//! Whole-body gzip for text assets.
//!
//! Bodies are compressed entirely in memory before any byte hits the socket.
//! That is fine for small static assets but means a large `.js` bundle is
//! held twice in memory while it is served.

use std::io::{self, Write};

use flate2::Compression;
use flate2::write::GzEncoder;

/// Extensions whose bodies are sent gzip-encoded.
const GZIP_EXTENSIONS: &[&str] = &["html", "css", "js"];

/// Returns `true` if files with this (lowercased) extension are compressed.
pub fn should_gzip(extension: &str) -> bool {
    GZIP_EXTENSIONS.contains(&extension)
}

/// Compresses `data` into a complete gzip member.
pub fn gzip(data: &[u8]) -> io::Result<Vec<u8>> {
    let mut encoder = GzEncoder::new(Vec::with_capacity(data.len() / 2), Compression::default());
    encoder.write_all(data)?;
    encoder.finish()
}
//! HTTP/1.1 response builder and serializer.
//!
//! Every response this server writes is the last one on its connection, so
//! serialization always emits `Connection: close` and a `Content-Length`
//! measured on the final (possibly compressed) body.

use std::io;

use bytes::{BufMut, BytesMut};

use super::{StatusCode, compress};

const FORBIDDEN_BODY: &str = "<html><body><h1>403 Forbidden</h1></body></html>";
const NOT_FOUND_BODY: &str = "<html><body><h1>404 Not Found</h1></body></html>";
const METHOD_NOT_ALLOWED_BODY: &str = "<html><body><h1>405 Method Not Allowed</h1></body></html>";

/// An HTTP/1.1 response, ready to be serialized and sent.
///
/// # Examples
///
/// ```
/// use lserve::http::{Response, StatusCode};
///
/// let response = Response::new(StatusCode::Ok)
///     .header("Content-Type", "text/plain")
///     .body("hello");
///
/// let bytes = response.into_bytes();
/// let text = std::str::from_utf8(&bytes).unwrap();
/// assert!(text.starts_with("HTTP/1.1 200 OK\r\n"));
/// assert!(text.contains("Connection: close\r\n"));
/// assert!(text.ends_with("Content-Length: 5\r\n\r\nhello"));
/// ```
#[derive(Debug)]
pub struct Response {
    status: StatusCode,
    headers: Vec<(String, String)>,
    body: Vec<u8>,
}

impl Response {
    /// Creates a new response with the given status and an empty body.
    pub fn new(status: StatusCode) -> Self {
        Self {
            status,
            headers: Vec::new(),
            body: Vec::new(),
        }
    }

    /// `403 Forbidden` with the fixed HTML body.
    pub fn forbidden() -> Self {
        Self::html(StatusCode::Forbidden, FORBIDDEN_BODY)
    }

    /// `404 Not Found` with the fixed HTML body.
    pub fn not_found() -> Self {
        Self::html(StatusCode::NotFound, NOT_FOUND_BODY)
    }

    /// `405 Method Not Allowed`, advertising `Allow: GET`.
    pub fn method_not_allowed() -> Self {
        Self::new(StatusCode::MethodNotAllowed)
            .header("Allow", "GET")
            .header("Content-Type", "text/html")
            .body(METHOD_NOT_ALLOWED_BODY)
    }

    /// A `text/html` response with the given markup.
    pub fn html(status: StatusCode, markup: impl Into<String>) -> Self {
        Self::new(status)
            .header("Content-Type", "text/html")
            .body(markup)
    }

    /// Appends a response header.
    #[must_use]
    pub fn header(mut self, name: impl Into<String>, value: impl Into<String>) -> Self {
        self.headers.push((name.into(), value.into()));
        self
    }

    /// Sets the response body from a string.
    #[must_use]
    pub fn body(mut self, body: impl Into<String>) -> Self {
        self.body = body.into().into_bytes();
        self
    }

    /// Sets the response body from raw bytes.
    #[must_use]
    pub fn body_bytes(mut self, body: impl Into<Vec<u8>>) -> Self {
        self.body = body.into();
        self
    }

    /// Replaces the body with its gzip encoding and adds
    /// `Content-Encoding: gzip`.
    ///
    /// # Errors
    ///
    /// Propagates any error from the encoder.
    pub fn gzip(mut self) -> io::Result<Self> {
        self.body = compress::gzip(&self.body)?;
        Ok(self.header("Content-Encoding", "gzip"))
    }

    /// Returns the status code of this response.
    pub fn status(&self) -> StatusCode {
        self.status
    }

    /// Returns the first value for `name` (case-insensitive), if set.
    pub fn header_value(&self, name: &str) -> Option<&str> {
        self.headers
            .iter()
            .find(|(k, _)| k.eq_ignore_ascii_case(name))
            .map(|(_, v)| v.as_str())
    }

    /// Returns the body as it will be written.
    pub fn body_ref(&self) -> &[u8] {
        &self.body
    }

    /// Serializes the response into a `BytesMut` buffer using HTTP/1.1 wire format.
    ///
    /// Automatically adds:
    /// - `Content-Type: text/plain; charset=utf-8` if the body is non-empty and no
    ///   `Content-Type` header was set.
    /// - `Connection: close`.
    /// - `Content-Length: <n>`, always last, counting body bytes.
    pub fn into_bytes(mut self) -> BytesMut {
        let content_length = self.body.len();

        if !self.body.is_empty() && self.header_value("content-type").is_none() {
            self.headers
                .push(("Content-Type".into(), "text/plain; charset=utf-8".into()));
        }
        if self.header_value("connection").is_none() {
            self.headers.push(("Connection".into(), "close".into()));
        }

        let estimated_size = 128 + self.headers.len() * 64 + content_length;
        let mut buf = BytesMut::with_capacity(estimated_size);

        buf.put(
            format!(
                "HTTP/1.1 {} {}\r\n",
                self.status.as_u16(),
                self.status.canonical_reason()
            )
            .as_bytes(),
        );

        for (name, value) in &self.headers {
            buf.put(format!("{name}: {value}\r\n").as_bytes());
        }
        buf.put(format!("Content-Length: {content_length}\r\n").as_bytes());

        buf.put(&b"\r\n"[..]);
        buf.put(self.body.as_slice());

        buf
    }
}
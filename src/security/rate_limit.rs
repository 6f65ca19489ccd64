//! Per-IP request counting with temporary blocking.
//!
//! Every non-blocked request from an IP bumps that IP's counter. Once the
//! counter passes the threshold, the IP is blocked for a fixed duration and
//! its requests are rejected without being counted.
//!
//! Counters are cumulative for the life of the process: they are never
//! decayed, and block expiry does not reset them. An IP that was blocked once
//! is therefore still over the threshold when its block lapses, and its next
//! counted request blocks it again.

use std::collections::HashMap;
use std::net::IpAddr;
use std::sync::{Mutex, MutexGuard, PoisonError};
use std::time::{Duration, Instant};

use tracing::{debug, warn};

/// Requests an IP may make before it is blocked.
pub const DEFAULT_THRESHOLD: u64 = 100;

/// How long a block lasts.
pub const DEFAULT_BLOCK_DURATION: Duration = Duration::from_secs(5 * 60);

/// Outcome of [`RateLimiter::check_and_record`].
#[derive(Debug, Clone, Copy, PartialEq, Eq)]
pub enum RateDecision {
    Allowed,
    /// The request pushed the IP over the threshold; it is now blocked.
    RateLimited,
}

#[derive(Debug, Default)]
struct ClientState {
    request_count: u64,
    blocked_until: Option<Instant>,
}

/// Shared per-IP counters and blocklist.
///
/// One mutex guards the whole table, so the increment and the threshold
/// comparison happen atomically with respect to other connections. The lock
/// is never held across an `.await`.
///
/// # Examples
///
/// ```
/// use std::net::{IpAddr, Ipv4Addr};
/// use std::time::Duration;
/// use lserve::security::{RateDecision, RateLimiter};
///
/// let limiter = RateLimiter::new(2, Duration::from_secs(60));
/// let ip = IpAddr::V4(Ipv4Addr::LOCALHOST);
///
/// assert_eq!(limiter.check_and_record(ip), RateDecision::Allowed);
/// assert_eq!(limiter.check_and_record(ip), RateDecision::Allowed);
/// assert_eq!(limiter.check_and_record(ip), RateDecision::RateLimited);
/// assert!(limiter.is_blocked(ip));
/// ```
#[derive(Debug)]
pub struct RateLimiter {
    clients: Mutex<HashMap<IpAddr, ClientState>>,
    threshold: u64,
    block_duration: Duration,
}

impl Default for RateLimiter {
    fn default() -> Self {
        Self::new(DEFAULT_THRESHOLD, DEFAULT_BLOCK_DURATION)
    }
}

impl RateLimiter {
    pub fn new(threshold: u64, block_duration: Duration) -> Self {
        Self {
            clients: Mutex::new(HashMap::new()),
            threshold,
            block_duration,
        }
    }

    /// Returns `true` while `ip` is blocked. Does not count the request.
    ///
    /// Expired blocks are cleared here, on first access after expiry.
    pub fn is_blocked(&self, ip: IpAddr) -> bool {
        let mut clients = self.lock();
        let Some(state) = clients.get_mut(&ip) else {
            return false;
        };
        match state.blocked_until {
            Some(until) if Instant::now() < until => true,
            Some(_) => {
                state.blocked_until = None;
                debug!(%ip, count = state.request_count, "block expired");
                false
            }
            None => false,
        }
    }

    /// Counts one request from `ip` and blocks it if this one crossed the
    /// threshold.
    pub fn check_and_record(&self, ip: IpAddr) -> RateDecision {
        let mut clients = self.lock();
        let state = clients.entry(ip).or_default();
        state.request_count += 1;

        if state.request_count > self.threshold {
            state.blocked_until = Some(Instant::now() + self.block_duration);
            warn!(
                %ip,
                count = state.request_count,
                block_secs = self.block_duration.as_secs(),
                "rate limit exceeded, blocking client"
            );
            RateDecision::RateLimited
        } else {
            RateDecision::Allowed
        }
    }

    /// Total requests counted for `ip` so far.
    pub fn request_count(&self, ip: IpAddr) -> u64 {
        self.lock().get(&ip).map_or(0, |s| s.request_count)
    }

    /// Number of IPs currently holding an unexpired block.
    pub fn blocked_count(&self) -> usize {
        let now = Instant::now();
        self.lock()
            .values()
            .filter(|s| s.blocked_until.is_some_and(|until| now < until))
            .count()
    }

    // Poisoning is ignored: every mutation is a single field write, so the
    // table is consistent even if a holder panicked.
    fn lock(&self) -> MutexGuard<'_, HashMap<IpAddr, ClientState>> {
        self.clients.lock().unwrap_or_else(PoisonError::into_inner)
    }
}
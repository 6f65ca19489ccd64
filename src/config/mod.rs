//! Startup configuration: command-line flags and the validated server config.

use std::ffi::OsString;
use std::io;
use std::net::{Ipv4Addr, SocketAddr};
use std::path::{Path, PathBuf};

use clap::Parser;
use thiserror::Error;

pub const DEFAULT_PORT: u16 = 8000;

/// Flags the server understands; anything else on the command line is
/// dropped before parsing.
const KNOWN_FLAGS: &[&str] = &["--port", "--dir"];

/// Command-line flags.
#[derive(Debug, Clone, Parser)]
#[command(name = "lserve", version, about = "Serve a directory over HTTP/1.1")]
pub struct Args {
    /// Port to listen on (all interfaces).
    #[arg(long, default_value_t = DEFAULT_PORT)]
    pub port: u16,

    /// Directory to serve.
    #[arg(long, default_value = ".")]
    pub dir: PathBuf,
}

impl Args {
    /// Parses the process arguments, ignoring unrecognized ones.
    pub fn from_env() -> Self {
        Self::parse_from(retain_known(std::env::args_os()))
    }
}

/// Keeps the program name, `--help`/`--version`, and each known flag together
/// with its value (`--port 80` or `--port=80`). Everything else is dropped,
/// including a known flag given last with no value, which then falls back to
/// its default.
pub fn retain_known<I>(raw: I) -> Vec<OsString>
where
    I: IntoIterator,
    I::Item: Into<OsString>,
{
    let mut raw = raw.into_iter().map(Into::into);
    let mut kept: Vec<OsString> = raw.next().into_iter().collect();

    while let Some(arg) = raw.next() {
        let (passthrough, known, inline_value) = {
            let text = arg.to_string_lossy();
            let flag = text.split_once('=').map_or(text.as_ref(), |(flag, _)| flag);
            (
                text == "--help" || text == "--version",
                KNOWN_FLAGS.contains(&flag),
                text.contains('='),
            )
        };
        if passthrough {
            kept.push(arg);
        } else if known && inline_value {
            kept.push(arg);
        } else if known {
            if let Some(value) = raw.next() {
                kept.push(arg);
                kept.push(value);
            }
        }
    }
    kept
}

#[derive(Debug, Error)]
pub enum ConfigError {
    #[error("root directory {} cannot be opened: {source}", .path.display())]
    RootNotFound {
        path: PathBuf,
        #[source]
        source: io::Error,
    },

    #[error("root {} is not a directory", .0.display())]
    NotADirectory(PathBuf),
}

/// Validated, immutable server settings.
#[derive(Debug, Clone, PartialEq, Eq)]
pub struct ServerConfig {
    pub port: u16,
    /// Canonical absolute path of the served directory.
    pub root: PathBuf,
}

impl ServerConfig {
    /// Builds a config, canonicalizing `dir`.
    ///
    /// # Errors
    ///
    /// - [`ConfigError::RootNotFound`] — `dir` does not exist or is unreadable.
    /// - [`ConfigError::NotADirectory`] — `dir` is a file.
    pub fn new(port: u16, dir: impl AsRef<Path>) -> Result<Self, ConfigError> {
        let dir = dir.as_ref();
        let root = std::fs::canonicalize(dir).map_err(|source| ConfigError::RootNotFound {
            path: dir.to_path_buf(),
            source,
        })?;
        if !root.is_dir() {
            return Err(ConfigError::NotADirectory(root));
        }
        Ok(Self { port, root })
    }

    pub fn from_args(args: &Args) -> Result<Self, ConfigError> {
        Self::new(args.port, &args.dir)
    }

    /// Address the listener binds: every interface on the configured port.
    pub fn listen_addr(&self) -> SocketAddr {
        SocketAddr::from((Ipv4Addr::UNSPECIFIED, self.port))
    }
}
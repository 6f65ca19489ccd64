//! Filesystem fixtures shared by the unit tests.

use std::fs;
use std::path::{Path, PathBuf};
use std::sync::atomic::{AtomicUsize, Ordering};

static NEXT_ID: AtomicUsize = AtomicUsize::new(0);

/// A scratch directory under the system temp dir, removed on drop.
///
/// The directory itself is the server root; `outside()` is a sibling that
/// shares the root's name as a prefix, for containment tests.
pub struct TempRoot {
    base: PathBuf,
    root: PathBuf,
}

impl TempRoot {
    pub fn new() -> Self {
        let id = NEXT_ID.fetch_add(1, Ordering::Relaxed);
        let base = std::env::temp_dir().join(format!("lserve-test-{}-{id}", std::process::id()));
        let root = base.join("www");
        fs::create_dir_all(&root).expect("create temp root");
        fs::create_dir_all(base.join("www-private")).expect("create sibling dir");
        Self { base, root }
    }

    pub fn path(&self) -> &Path {
        &self.root
    }

    /// A sibling directory whose name starts with the root's name.
    pub fn outside(&self) -> PathBuf {
        self.base.join("www-private")
    }

    /// Writes `contents` to `rel` under the root, creating parent directories.
    pub fn file(&self, rel: &str, contents: impl AsRef<[u8]>) -> PathBuf {
        let path = self.root.join(rel);
        if let Some(parent) = path.parent() {
            fs::create_dir_all(parent).expect("create parent dir");
        }
        fs::write(&path, contents).expect("write fixture");
        path
    }

    pub fn dir(&self, rel: &str) -> PathBuf {
        let path = self.root.join(rel);
        fs::create_dir_all(&path).expect("create fixture dir");
        path
    }
}

impl Drop for TempRoot {
    fn drop(&mut self) {
        let _ = fs::remove_dir_all(&self.base);
    }
}
use lserve::config::{Args, ServerConfig};
use lserve::logging;
use lserve::server::Server;
use tracing::{error, info};

#[tokio::main]
async fn main() -> Result<(), Box<dyn std::error::Error>> {
    logging::init()?;

    let args = Args::from_env();
    let config = ServerConfig::from_args(&args).inspect_err(|e| error!("{e}"))?;
    let server = Server::bind(&config).await.inspect_err(|e| error!("{e}"))?;
    info!(
        "lserve running at http://localhost:{}",
        server.local_addr().port()
    );

    tokio::select! {
        res = server.run() => {
            res?;
        }

        _ = tokio::signal::ctrl_c() => {
            info!("Shutdown signal received");
        }
    }

    Ok(())
}
//! Async TCP acceptor using Tokio.
//!
//! Accepts TCP connections and hands each one to the shared [`Pipeline`] on
//! its own task. Every connection carries exactly one request and one
//! response; there is no keep-alive.

use std::net::SocketAddr;
use std::sync::Arc;

use thiserror::Error;
use tokio::net::TcpListener;
use tracing::{debug, error, info, warn};

use crate::config::ServerConfig;

pub mod pipeline;

pub use pipeline::{Outcome, Pipeline};

/// Errors produced by the server.
#[derive(Debug, Error)]
pub enum ServerError {
    #[error("I/O error: {0}")]
    Io(#[from] std::io::Error),

    #[error("failed to bind to {addr}: {source}")]
    Bind {
        addr: SocketAddr,
        #[source]
        source: std::io::Error,
    },
}

/// The static file server.
///
/// # Examples
///
/// ```rust,no_run
/// use lserve::config::ServerConfig;
/// use lserve::server::Server;
///
/// #[tokio::main]
/// async fn main() -> Result<(), Box<dyn std::error::Error>> {
///     let config = ServerConfig::new(8000, "./public")?;
///     let server = Server::bind(&config).await?;
///     server.run().await?;
///     Ok(())
/// }
/// ```
pub struct Server {
    listener: TcpListener,
    local_addr: SocketAddr,
    pipeline: Arc<Pipeline>,
}

impl Server {
    /// Binds `config.listen_addr()` and prepares a pipeline for `config.root`.
    ///
    /// # Errors
    ///
    /// Returns [`ServerError::Bind`] if the address cannot be bound
    /// (e.g. port already in use, insufficient permissions).
    pub async fn bind(config: &ServerConfig) -> Result<Self, ServerError> {
        let pipeline = Pipeline::from_config(config)?;
        Self::bind_with(config.listen_addr(), pipeline).await
    }

    /// Binds `addr` and serves with an already-built pipeline.
    pub async fn bind_with(addr: SocketAddr, pipeline: Pipeline) -> Result<Self, ServerError> {
        let listener = TcpListener::bind(addr)
            .await
            .map_err(|source| ServerError::Bind { addr, source })?;
        let local_addr = listener.local_addr()?;
        Ok(Self {
            listener,
            local_addr,
            pipeline: Arc::new(pipeline),
        })
    }

    /// Returns the local address the server is bound to.
    pub fn local_addr(&self) -> SocketAddr {
        self.local_addr
    }

    pub fn pipeline(&self) -> &Arc<Pipeline> {
        &self.pipeline
    }

    /// Accepts connections until the process is terminated.
    ///
    /// A failed `accept` is logged and skipped. Failures inside a connection
    /// stay in that connection's task.
    pub async fn run(self) -> Result<(), ServerError> {
        info!(
            address = %self.local_addr,
            root = %self.pipeline.resolver().root().display(),
            "serving files"
        );

        loop {
            let (stream, peer_addr) = match self.listener.accept().await {
                Ok(pair) => pair,
                Err(e) => {
                    error!(error = %e, "failed to accept connection");
                    continue;
                }
            };

            debug!(peer = %peer_addr, "connection accepted");
            let pipeline = Arc::clone(&self.pipeline);

            tokio::spawn(async move {
                match pipeline.handle(stream, peer_addr.ip()).await {
                    Ok(outcome) => match outcome.status() {
                        Some(status) => {
                            debug!(peer = %peer_addr, ?outcome, %status, "connection closed")
                        }
                        None => debug!(peer = %peer_addr, ?outcome, "connection closed unanswered"),
                    },
                    Err(e) => warn!(peer = %peer_addr, error = %e, "connection closed with error"),
                }
            });
        }
    }
}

================================

TASK REQUIREMENTS -> Among the records above, repeat exactly the line with "let state = clients.entry(ip).or_default();", the line with "known flag together", and every line in between, and only those.

TASK SOLUTION ->
        let state = clients.entry(ip).or_default();
        state.request_count += 1;

        if state.request_count > self.threshold {
            state.blocked_until = Some(Instant::now() + self.block_duration);
            warn!(
                %ip,
                count = state.request_count,
                block_secs = self.block_duration.as_secs(),
                "rate limit exceeded, blocking client"
            );
            RateDecision::RateLimited
        } else {
            RateDecision::Allowed
        }
    }

    /// Total requests counted for `ip` so far.
    pub fn request_count(&self, ip: IpAddr) -> u64 {
        self.lock().get(&ip).map_or(0, |s| s.request_count)
    }

    /// Number of IPs currently holding an unexpired block.
    pub fn blocked_count(&self) -> usize {
        let now = Instant::now();
        self.lock()
            .values()
            .filter(|s| s.blocked_until.is_some_and(|until| now < until))
            .count()
    }

    // Poisoning is ignored: every mutation is a single field write, so the
    // table is consistent even if a holder panicked.
    fn lock(&self) -> MutexGuard<'_, HashMap<IpAddr, ClientState>> {
        self.clients.lock().unwrap_or_else(PoisonError::into_inner)
    }
}
repository 6f65ca19489ccd64
filename src/config/mod.rs
//! Startup configuration: command-line flags and the validated server config.

use std::ffi::OsString;
use std::io;
use std::net::{Ipv4Addr, SocketAddr};
use std::path::{Path, PathBuf};

use clap::Parser;
use thiserror::Error;

pub const DEFAULT_PORT: u16 = 8000;

/// Flags the server understands; anything else on the command line is
/// dropped before parsing.
const KNOWN_FLAGS: &[&str] = &["--port", "--dir"];

/// Command-line flags.
#[derive(Debug, Clone, Parser)]
#[command(name = "lserve", version, about = "Serve a directory over HTTP/1.1")]
pub struct Args {
    /// Port to listen on (all interfaces).
    #[arg(long, default_value_t = DEFAULT_PORT)]
    pub port: u16,

    /// Directory to serve.
    #[arg(long, default_value = ".")]
    pub dir: PathBuf,
}

impl Args {
    /// Parses the process arguments, ignoring unrecognized ones.
    pub fn from_env() -> Self {
        Self::parse_from(retain_known(std::env::args_os()))
    }
}

/// Keeps the program name, `--help`/`--version`, and each known flag together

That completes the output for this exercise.